Everyone deals with stress. Stress demands our total energy and it’s like being stuck in panic mode. When stressed, you will have rigidity and stress in your neck, head, and shoulders, etc.., Yoga helps you to cope with the stress by rejuvenating your body. It helps to stimulate your parasynthetic nervous system.
Yoga teaches you how to focus and stay in the present. It helps you to manage your stress by lowering your cortisol levels and magically connects your body and mind.
1. Uttanasana/Standing Forward Bend
In Sanskrit, “ut” means intense, “tan” means stretch, and “asana” means pose. This asana helps you to release the hamstrings that are closely associated when you are stuck in fight-or-flight mode. Uttanasana means a powerful stretch pose. This asana has amazing effects on your body since your head would be below your heart in this asana, blood circulation with energized oxygen rushes to your head.
Way To Do Uttanasana:
1. Inhale – Rest your hands on your hips and stand straight on your mat.
2. Exhale – Slowly counterbalancing the weight of your body, bend forward. Push your hips and your tailbone outwards while doing this.
3. Keep your knees soft while doing this and let your hands rest on the ground next to your feet. Your chest floats over your feet and you will feel the stretch from your hip bone. If you are doing any wrong, then you will feel the stretch from the rounding of your lower back.
4. For better alignment, root yourself into your heels and push your thighs inward. Your crown should reach the floor, stay in this pose by looking through your legs.
5. When you want to release the pose, inhale; place your hands on hips and slowly rise up ensuring that there is no elongation in your back.

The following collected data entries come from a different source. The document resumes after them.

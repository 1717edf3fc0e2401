//! Schema type definitions for tool self-description.
//!
//! This module defines the data model emitted by the describe pipeline. The
//! types are designed for serialization with [`serde`] and round-trip through
//! JSON without inventing fields: every optional field that is absent in the
//! source structure is absent from the output as well.

use serde::{Deserialize, Serialize};

/// Version of the describe output contract.
///
/// Embedded in every [`ToolSchema`] as `specVersion` so consumers can detect
/// incompatible output shapes.
pub const SPEC_VERSION: &str = "2026-02-07";

/// Sentinel command name for a tool without subcommands.
///
/// A single-command tool produces exactly one [`CommandDescriptor`], named by
/// this sentinel rather than by an empty path.
pub const ROOT_COMMAND: &str = "_root";

fn is_false(value: &bool) -> bool {
    !*value
}

/// Top-level describe output for a CLI tool.
///
/// Created once per invocation by [`describe`](crate::describe) and immutable
/// after construction.
///
/// # Examples
///
/// ```
/// use tool_describe_core::{SPEC_VERSION, ToolSchema};
///
/// let schema = ToolSchema {
///     spec_version: SPEC_VERSION.to_string(),
///     name: "fileconv".to_string(),
///     version: "1.2.0".to_string(),
///     description: "Convert files between formats".to_string(),
///     commands: Vec::new(),
///     auth: None,
/// };
///
/// let json = serde_json::to_value(&schema).unwrap();
/// assert_eq!(json["specVersion"], SPEC_VERSION);
/// assert!(json.get("auth").is_none());
/// ```
#[derive(Debug, Clone, PartialEq, Serialize, Deserialize)]
#[serde(rename_all = "camelCase")]
pub struct ToolSchema {
    /// Describe contract version (populated from [`SPEC_VERSION`]).
    pub spec_version: String,
    /// Tool name, taken from the root command node.
    pub name: String,
    /// Tool version string.
    pub version: String,
    /// Short description (long description when the short one is blank).
    pub description: String,
    /// Flattened list of leaf commands, in declaration order.
    pub commands: Vec<CommandDescriptor>,
    /// Tool-level authentication requirements, when supplied by the caller.
    #[serde(default, skip_serializing_if = "Option::is_none")]
    pub auth: Option<AuthConfig>,
}

/// Describes a single leaf command within a tool.
///
/// The `name` is the full invocation path with nesting flattened to
/// space-joined segments (e.g. `"db migrate"`), or [`ROOT_COMMAND`] for a
/// tool with no subcommands. `args` lists positional arguments first, then
/// flags in declaration order.
#[derive(Debug, Clone, PartialEq, Default, Serialize, Deserialize)]
#[serde(rename_all = "camelCase")]
pub struct CommandDescriptor {
    /// Flattened command path.
    pub name: String,
    /// Short description from the command node.
    pub description: String,
    /// Positional args first, then flags in declaration order.
    #[serde(default, skip_serializing_if = "Vec::is_empty")]
    pub args: Vec<ArgDescriptor>,
    /// What the command reads from standard input, when annotated.
    #[serde(default, skip_serializing_if = "Option::is_none")]
    pub stdin: Option<IODescriptor>,
    /// What the command writes to standard output, when annotated.
    #[serde(default, skip_serializing_if = "Option::is_none")]
    pub stdout: Option<IODescriptor>,
    /// Usage examples, when annotated.
    #[serde(default, skip_serializing_if = "Vec::is_empty")]
    pub examples: Vec<Example>,
    /// Per-command authentication requirements, when annotated.
    #[serde(default, skip_serializing_if = "Option::is_none")]
    pub auth: Option<CommandAuth>,
}

/// Value type tag for an argument.
///
/// Serialized lowercase (`"string"`, `"integer"`, …). All integer widths of
/// the source flag collapse to [`Integer`](ArgType::Integer), all float
/// widths to [`Number`](ArgType::Number), and all slice/array kinds to
/// [`Array`](ArgType::Array).
///
/// # Examples
///
/// ```
/// use tool_describe_core::ArgType;
///
/// assert_eq!(serde_json::to_value(ArgType::Integer).unwrap(), "integer");
/// assert_eq!(ArgType::default(), ArgType::String);
/// ```
#[derive(Debug, Clone, Copy, PartialEq, Eq, Serialize, Deserialize, Default)]
#[serde(rename_all = "lowercase")]
pub enum ArgType {
    /// Free-form string value (the default).
    #[default]
    String,
    /// Integer value of any width.
    Integer,
    /// Floating-point value of any width.
    Number,
    /// Boolean switch.
    Boolean,
    /// Repeated or list-valued argument.
    Array,
    /// One of an enumerated set of allowed values.
    Enum,
}

/// Describes a single argument (flag or positional) of a command.
///
/// Flag names carry a leading `--`; positional names do not. A `default` is
/// only present when it is meaningfully non-zero, and `values` only when the
/// type is [`ArgType::Enum`].
///
/// # Examples
///
/// ```
/// use tool_describe_core::{ArgDescriptor, ArgType};
///
/// let arg = ArgDescriptor {
///     name: "--jobs".to_string(),
///     arg_type: ArgType::Integer,
///     description: Some("Parallel jobs".to_string()),
///     required: false,
///     default: Some("4".into()),
///     values: Vec::new(),
/// };
///
/// let json = serde_json::to_value(&arg).unwrap();
/// assert_eq!(json["type"], "integer");
/// assert!(json.get("required").is_none());
/// ```
#[derive(Debug, Clone, PartialEq, Default, Serialize, Deserialize)]
pub struct ArgDescriptor {
    /// Argument name (`--name` for flags, bare name for positionals).
    pub name: String,
    /// Value type tag.
    #[serde(rename = "type")]
    pub arg_type: ArgType,
    /// Help text, when the declaration carries any.
    #[serde(default, skip_serializing_if = "Option::is_none")]
    pub description: Option<String>,
    /// Whether the argument must be supplied. Omitted when false.
    #[serde(default, skip_serializing_if = "is_false")]
    pub required: bool,
    /// Default value, only when meaningfully non-zero.
    #[serde(default, skip_serializing_if = "Option::is_none")]
    pub default: Option<serde_json::Value>,
    /// Allowed values, only for [`ArgType::Enum`].
    #[serde(default, skip_serializing_if = "Vec::is_empty")]
    pub values: Vec<String>,
}

/// Describes the standard input or output channel of a command.
///
/// The optional `schema` is an opaque JSON value supplied by the caller and
/// passed through verbatim.
#[derive(Debug, Clone, PartialEq, Default, Serialize, Deserialize)]
#[serde(rename_all = "camelCase")]
pub struct IODescriptor {
    /// MIME-style content type (e.g. `"application/json"`).
    #[serde(default, skip_serializing_if = "String::is_empty")]
    pub content_type: String,
    /// Human-readable description of the channel.
    #[serde(default, skip_serializing_if = "String::is_empty")]
    pub description: String,
    /// Free-form schema for the channel content, passed through verbatim.
    #[serde(default, skip_serializing_if = "Option::is_none")]
    pub schema: Option<serde_json::Value>,
}

/// A usage example for a command.
#[derive(Debug, Clone, PartialEq, Default, Serialize, Deserialize)]
pub struct Example {
    /// What the example demonstrates.
    #[serde(default, skip_serializing_if = "String::is_empty")]
    pub description: String,
    /// The command line to run.
    pub command: String,
    /// Expected output, when illustrative.
    #[serde(default, skip_serializing_if = "String::is_empty")]
    pub output: String,
}

/// Tool-level authentication requirements.
///
/// Purely declarative; `required` tells consumers whether `env_var` and
/// `providers` are mandatory rather than advisory.
#[derive(Debug, Clone, PartialEq, Default, Serialize, Deserialize)]
#[serde(rename_all = "camelCase")]
pub struct AuthConfig {
    /// Whether authentication is mandatory. Omitted when false.
    #[serde(default, skip_serializing_if = "is_false")]
    pub required: bool,
    /// Environment variable the tool reads credentials from.
    pub env_var: String,
    /// Supported authentication providers.
    pub providers: Vec<AuthProvider>,
}

/// A single authentication provider declaration.
#[derive(Debug, Clone, PartialEq, Default, Serialize, Deserialize)]
#[serde(rename_all = "camelCase")]
pub struct AuthProvider {
    /// Stable provider identifier.
    pub id: String,
    /// Provider type (e.g. `"oauth2"`, `"api_key"`).
    #[serde(rename = "type")]
    pub provider_type: String,
    /// Display name for UIs.
    #[serde(default, skip_serializing_if = "String::is_empty")]
    pub display_name: String,
    /// OAuth authorization endpoint.
    #[serde(default, skip_serializing_if = "String::is_empty")]
    pub authorization_url: String,
    /// OAuth token endpoint.
    #[serde(default, skip_serializing_if = "String::is_empty")]
    pub token_url: String,
    /// Scopes the tool requests.
    #[serde(default, skip_serializing_if = "Vec::is_empty")]
    pub scopes: Vec<String>,
    /// OAuth client identifier.
    #[serde(default, skip_serializing_if = "String::is_empty")]
    pub client_id: String,
    /// Where to register for credentials.
    #[serde(default, skip_serializing_if = "String::is_empty")]
    pub registration_url: String,
    /// Free-form setup instructions.
    #[serde(default, skip_serializing_if = "String::is_empty")]
    pub instructions: String,
}

/// Per-command authentication requirements.
#[derive(Debug, Clone, PartialEq, Default, Serialize, Deserialize)]
pub struct CommandAuth {
    /// Whether this command requires authentication. Omitted when false.
    #[serde(default, skip_serializing_if = "is_false")]
    pub required: bool,
    /// Scopes this command needs beyond the tool-level set.
    #[serde(default, skip_serializing_if = "Vec::is_empty")]
    pub scopes: Vec<String>,
}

Stretch: Hips, Hamstrings, Calves
With this asana, your high blood pressure, asthma, infertility, sinusitis, osteoporosis, menopause, and menstrual problems can be palliated. This further relieves your headaches, insomnia, and your anxiety issues by calming your mind.
Your thighs and knees become stronger and your digestion is also improved. Your kidneys and liver are further activated. This asana also activates your abdominal muscles and keeps your spine flexible and strong.
This asana calms your brain and relieves your stress and fatigue. Placing your feet under your hip bones strengthens your thighs and knees further allowing you to stay balanced.
If you are suffering from any back injury or a tear in the hamstrings or a detached retina then avoid doing this asana. Always warm-up before this asana and do this early in the morning.
This is one of the most basic yoga asanas and is suitable for everyone. The name is derived from the two Sanskrit words such and asana; “sukha” means pleasure and “asana” means pose. This is used to ground the body and open the Muladhara chakra.
Way To Do It:
1. Sit and stretch your legs on the floor.
2. Cross your legs at the shins, place each foot beneath the opposite knee and fold your legs in towards your torso.
3. Place your hands on your knees with your palm facing downwards.
4. Align your head, neck, and your spine and then gaze ahead.
5. Rest in this position for up to 2-3 minutes and then repeat this pose with alternate legs.
6. In yoga, they say that if you sit in a pose for about 2 ½ hours then they say that you have mastered it. So, sit in this pose for as long as you are comfortable.
Stretch: Knees, ankles
This pose promotes your inner serenity by eliminating your anxiety. It lengthens your spine and back muscles and further opens your hips.
If you have any hip or knee injury then stay away from this pose.
Pronunciation: Shuh-Vah-sana. Have you completed all your asanas? Then it’s time for your body, mind to relax, and rest. This fully conscious relaxing pose mainly aims you to be awake. You can have distractions during Savasana, but the ultimate aim of savasana is to surround consciousness and to fill your soul with peace and harmony.
Way To Do Savasana:
1. Lie flat on your back with your legs about shoulder-width apart allowing your feet and knees to relax completely.
2. Close your eyes, let your open palms face the sky, and toes rest sideward. Allow your entire body to relax.
3. Focus on breathing slowly, deeply form your chest, and let your breathing relax you more and more. The in-breath vitalizes your body and the out-breath relaxes your whole body.
4. Say ‘bye’ to all your worries; Stay connected with your body and breath.
5. Keep your eyes closed and lie in this asana for at least ten slow, deep breaths (say 10 minutes) becoming aware of your environment and body. But don’t take a nap!
6. Once you feel completely relaxed, gently turn to your right and lie in that position for a minute.
7. Sit up gently and stay in sukhasana (seated pose) for few more deep breaths. Slowly open your eyes.
This asana relieves you from mild stress, anxiety, blood pressure, headaches, insomnia, and fatigue. It calms your nervous system, reduces the Vata dosha, and rejuvenates your entire body. All your fatigued muscles and tense shoulders soothe.
For a successful savasana, make sure that you are completely comfortable with your position. Your comfort level is directly proportional to your relaxation level.
By incorporating these yoga poses into your evening routine, it is a great way to quiet your mind and release anxiety. Practice all your yoga asana with clean bowels and an empty stomach.